• _WHAT YOU NEED TO DO_
Exactly as written, transcribe the lines that run from the one containing "let reliability = if" to the end of the records below.

BEGIN DATA SUPPLIED

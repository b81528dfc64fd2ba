use crate::types::{EntityId, ServiceDate};
use thiserror::Error;

#[derive(Error, Debug)]
pub enum RotaError {
    #[error("Database error: {0}")]
    Database(#[from] rusqlite::Error),

    #[error("Serialization error: {0}")]
    Serialization(#[from] serde_json::Error),

    #[error("Service '{service_id}' not found")]
    ServiceNotFound { service_id: EntityId },

    #[error("Volunteer '{volunteer_id}' not found")]
    VolunteerNotFound { volunteer_id: EntityId },

    #[error("Volunteer '{volunteer_id}' is not assigned to service '{service_id}'")]
    AssignmentNotFound {
        service_id: EntityId,
        volunteer_id: EntityId,
    },

    #[error("Rejected: {reason}")]
    Validation { reason: String },

    #[error("Volunteer '{volunteer_id}' is unavailable from {start_date} to {end_date}")]
    Unavailable {
        volunteer_id: EntityId,
        start_date: ServiceDate,
        end_date: ServiceDate,
        reason: Option<String>,
    },

    #[error("Volunteer '{volunteer_id}' is already scheduled that day: {}", titles.join(", "))]
    Conflict {
        volunteer_id: EntityId,
        titles: Vec<String>,
    },

    #[error("Not permitted: {reason}")]
    Forbidden { reason: String },

    #[error(transparent)]
    Other(#[from] anyhow::Error),
}

impl RotaError {
    pub fn validation(reason: impl Into<String>) -> Self {
        Self::Validation { reason: reason.into() }
    }
}

pub type RotaResult<T> = Result<T, RotaError>;
//! Assignment payload model and normalizer.
//!
//! A service's assignments are persisted as a JSON payload that has drifted
//! over time. Two shapes are legal on read:
//!   - legacy: a bare list of volunteer assignments
//!   - structured: `{ "volunteers": [...], "preachers": [...] }`
//!
//! RULE: Anything read from storage passes through `normalize()` exactly once.
//! Everything written back goes through `build()`, which only ever emits the
//! structured form. The legacy shape never leaves this module.

use crate::types::EntityId;
use serde::{Deserialize, Serialize};
use serde_json::Value;

/// Role tag carried by every preacher assignment.
pub const PREACHER_ROLE: &str = "pregador";

#[derive(Debug, Clone, Copy, Default, PartialEq, Eq, Hash, Serialize, Deserialize)]
#[serde(rename_all = "snake_case")]
pub enum AssignmentStatus {
    #[default]
    Pending,
    Confirmed,
    Declined,
}

impl AssignmentStatus {
    pub fn as_str(&self) -> &'static str {
        match self {
            Self::Pending => "pending",
            Self::Confirmed => "confirmed",
            Self::Declined => "declined",
        }
    }
}

#[derive(Debug, Clone, PartialEq, Eq, Serialize, Deserialize)]
#[serde(rename_all = "camelCase")]
pub struct VolunteerAssignment {
    #[serde(default, skip_serializing_if = "Option::is_none")]
    pub volunteer_id: Option<EntityId>,
    /// Team assignments share the list but are not scheduled by the core.
    #[serde(default, skip_serializing_if = "Option::is_none")]
    pub team_id: Option<EntityId>,
    #[serde(default)]
    pub status: AssignmentStatus,
    /// Decline reason, or the auto-schedule marker. Absent otherwise.
    #[serde(default, skip_serializing_if = "Option::is_none")]
    pub note: Option<String>,
}

impl VolunteerAssignment {
    /// A fresh assignment. `pending` is the only legal initial status.
    pub fn pending(volunteer_id: impl Into<EntityId>) -> Self {
        Self {
            volunteer_id: Some(volunteer_id.into()),
            team_id: None,
            status: AssignmentStatus::Pending,
            note: None,
        }
    }

    pub fn with_note(mut self, note: impl Into<String>) -> Self {
        self.note = Some(note.into());
        self
    }

    pub fn is_for(&self, volunteer_id: &str) -> bool {
        self.volunteer_id.as_deref() == Some(volunteer_id)
    }
}

#[derive(Debug, Clone, PartialEq, Eq, Serialize, Deserialize)]
#[serde(rename_all = "camelCase")]
pub struct PreacherAssignment {
    pub preacher_id: EntityId,
    /// Name snapshot taken when the preacher was assigned.
    #[serde(default)]
    pub name: String,
    #[serde(default = "default_preacher_role")]
    pub role: String,
}

fn default_preacher_role() -> String {
    PREACHER_ROLE.to_string()
}

impl PreacherAssignment {
    pub fn new(preacher_id: impl Into<EntityId>, name: impl Into<String>) -> Self {
        Self {
            preacher_id: preacher_id.into(),
            name: name.into(),
            role: default_preacher_role(),
        }
    }
}

/// Canonical in-memory form. Both lists are always present.
#[derive(Debug, Clone, Default, PartialEq, Eq, Serialize, Deserialize)]
pub struct Assignments {
    pub volunteers: Vec<VolunteerAssignment>,
    pub preachers: Vec<PreacherAssignment>,
}

#[derive(Debug, Clone, Copy, Default, PartialEq, Eq, Serialize)]
pub struct StatusCounts {
    pub pending: usize,
    pub confirmed: usize,
    pub declined: usize,
}

impl Assignments {
    pub fn contains_volunteer(&self, volunteer_id: &str) -> bool {
        self.volunteers.iter().any(|a| a.is_for(volunteer_id))
    }

    pub fn contains_preacher(&self, preacher_id: &str) -> bool {
        self.preachers.iter().any(|p| p.preacher_id == preacher_id)
    }

    pub fn volunteer(&self, volunteer_id: &str) -> Option<&VolunteerAssignment> {
        self.volunteers.iter().find(|a| a.is_for(volunteer_id))
    }

    /// Volunteer ids in list order. Team-only entries are skipped.
    pub fn volunteer_ids(&self) -> impl Iterator<Item = &str> {
        self.volunteers.iter().filter_map(|a| a.volunteer_id.as_deref())
    }

    pub fn status_counts(&self) -> StatusCounts {
        let mut counts = StatusCounts::default();
        for a in &self.volunteers {
            match a.status {
                AssignmentStatus::Pending => counts.pending += 1,
                AssignmentStatus::Confirmed => counts.confirmed += 1,
                AssignmentStatus::Declined => counts.declined += 1,
            }
        }
        counts
    }
}

// ── Normalizer ────────────────────────────────────────────────────────────────

/// The shapes a persisted payload can take, decoded once at the boundary.
enum RawAssignments<'a> {
    Missing,
    LegacyList(&'a [Value]),
    Structured {
        volunteers: Option<&'a Value>,
        preachers: Option<&'a Value>,
    },
    Malformed,
}

impl<'a> RawAssignments<'a> {
    fn classify(raw: &'a Value) -> Self {
        match raw {
            Value::Null => Self::Missing,
            Value::Array(items) => Self::LegacyList(items),
            Value::Object(map) => Self::Structured {
                volunteers: map.get("volunteers"),
                preachers: map.get("preachers"),
            },
            _ => Self::Malformed,
        }
    }
}

/// Convert any persisted payload into the canonical structured form.
/// Never fails: unusable shapes degrade to empty lists.
pub fn normalize(raw: &Value) -> Assignments {
    match RawAssignments::classify(raw) {
        RawAssignments::Missing => Assignments::default(),
        RawAssignments::LegacyList(items) => Assignments {
            volunteers: decode_list(items, "volunteers"),
            preachers: Vec::new(),
        },
        RawAssignments::Structured { volunteers, preachers } => Assignments {
            volunteers: decode_field(volunteers, "volunteers"),
            preachers: decode_field(preachers, "preachers"),
        },
        RawAssignments::Malformed => {
            log::warn!("assignments: unrecognised payload shape, treating as empty");
            Assignments::default()
        }
    }
}

/// Serialize the canonical form for storage. Always the structured shape.
pub fn build(assignments: &Assignments) -> serde_json::Result<Value> {
    serde_json::to_value(assignments)
}

fn decode_field<T: serde::de::DeserializeOwned>(field: Option<&Value>, key: &str) -> Vec<T> {
    match field {
        Some(Value::Array(items)) => decode_list(items, key),
        Some(Value::Null) | None => Vec::new(),
        Some(_) => {
            log::warn!("assignments: '{key}' is not a list, treating as empty");
            Vec::new()
        }
    }
}

fn decode_list<T: serde::de::DeserializeOwned>(items: &[Value], key: &str) -> Vec<T> {
    items
        .iter()
        .filter_map(|item| match serde_json::from_value(item.clone()) {
            Ok(entry) => Some(entry),
            Err(e) => {
                log::warn!("assignments: dropping malformed '{key}' entry {item}: {e}");
                None
            }
        })
        .collect()
}
//! Fairness and reliability statistics from a volunteer's past assignments.
//!
//! Pure functions over an explicit cutoff date. No hidden "now".

use crate::{
    assignment::AssignmentStatus,
    service::Service,
    types::ServiceDate,
};
use chrono::Duration;
use serde::Serialize;

// ── Constants ────────────────────────────────────────────────────────────────

/// Length of the rolling load window.
pub const RECENT_WINDOW_WEEKS: i64 = 8;
/// Reported when the volunteer has never been assigned.
pub const NEVER_ASSIGNED_DAYS: i64 = 999;

pub const BALANCE_BASE: f64 = 40.0;
pub const BALANCE_PER_RECENT: f64 = 6.0;
pub const RELIABILITY_WEIGHT: f64 = 25.0;
pub const RELIABILITY_NEWCOMER: f64 = 12.0;
pub const RECENCY_CAP: f64 = 20.0;
pub const RECENCY_SATURATION_DAYS: f64 = 60.0;
pub const DECLINE_PENALTY_PER: f64 = 2.0;
pub const DECLINE_PENALTY_CAP: f64 = 20.0;

#[derive(Debug, Clone, Copy, PartialEq, Eq, Serialize)]
pub struct HistoryStats {
    pub total_assignments: u32,
    pub confirmed_assignments: u32,
    pub declined_assignments: u32,
    pub recent_assignments_8w: u32,
    pub days_since_last_assignment: i64,
}

/// Gather statistics from every service strictly before `cutoff`.
/// A service counts once per volunteer, with the status of its first entry.
pub fn score_volunteer(volunteer_id: &str, cutoff: ServiceDate, services: &[Service]) -> HistoryStats {
    let window_start = cutoff - Duration::weeks(RECENT_WINDOW_WEEKS);

    let mut stats = HistoryStats {
        total_assignments: 0,
        confirmed_assignments: 0,
        declined_assignments: 0,
        recent_assignments_8w: 0,
        days_since_last_assignment: NEVER_ASSIGNED_DAYS,
    };
    let mut last: Option<ServiceDate> = None;

    for service in services.iter().filter(|s| s.date < cutoff) {
        let Some(entry) = service.assignments.volunteer(volunteer_id) else {
            continue;
        };
        stats.total_assignments += 1;
        match entry.status {
            AssignmentStatus::Confirmed => stats.confirmed_assignments += 1,
            AssignmentStatus::Declined => stats.declined_assignments += 1,
            AssignmentStatus::Pending => {}
        }
        if service.date >= window_start {
            stats.recent_assignments_8w += 1;
        }
        last = last.max(Some(service.date));
    }

    if let Some(last) = last {
        stats.days_since_last_assignment = (cutoff - last).num_days();
    }
    stats
}

/// Ranking value: balance + reliability + recency − decline penalty.
///
/// A volunteer with no history scores 0 for recency: the newcomer reliability
/// default already gives them a fair start.
pub fn composite_score(stats: &HistoryStats) -> f64 {
    let balance = (BALANCE_BASE - stats.recent_assignments_8w as f64 * BALANCE_PER_RECENT).max(0.0);

    let reliability = if stats.total_assignments > 0 {
        stats.confirmed_assignments as f64 / stats.total_assignments as f64 * RELIABILITY_WEIGHT
    } else {
        RELIABILITY_NEWCOMER
    };

    let recency = if stats.total_assignments > 0 {
        (stats.days_since_last_assignment as f64 / RECENCY_SATURATION_DAYS * RECENCY_CAP)
            .min(RECENCY_CAP)
    } else {
        0.0
    };

    let penalty = (stats.declined_assignments as f64 * DECLINE_PENALTY_PER).min(DECLINE_PENALTY_CAP);

    balance + reliability + recency - penalty
}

END DATA SUPPLIED

• _RESPONSE AREA_
    let reliability = if stats.total_assignments > 0 {
        stats.confirmed_assignments as f64 / stats.total_assignments as f64 * RELIABILITY_WEIGHT
    } else {
        RELIABILITY_NEWCOMER
    };

    let recency = if stats.total_assignments > 0 {
        (stats.days_since_last_assignment as f64 / RECENCY_SATURATION_DAYS * RECENCY_CAP)
            .min(RECENCY_CAP)
    } else {
        0.0
    };

    let penalty = (stats.declined_assignments as f64 * DECLINE_PENALTY_PER).min(DECLINE_PENALTY_CAP);

    balance + reliability + recency - penalty
}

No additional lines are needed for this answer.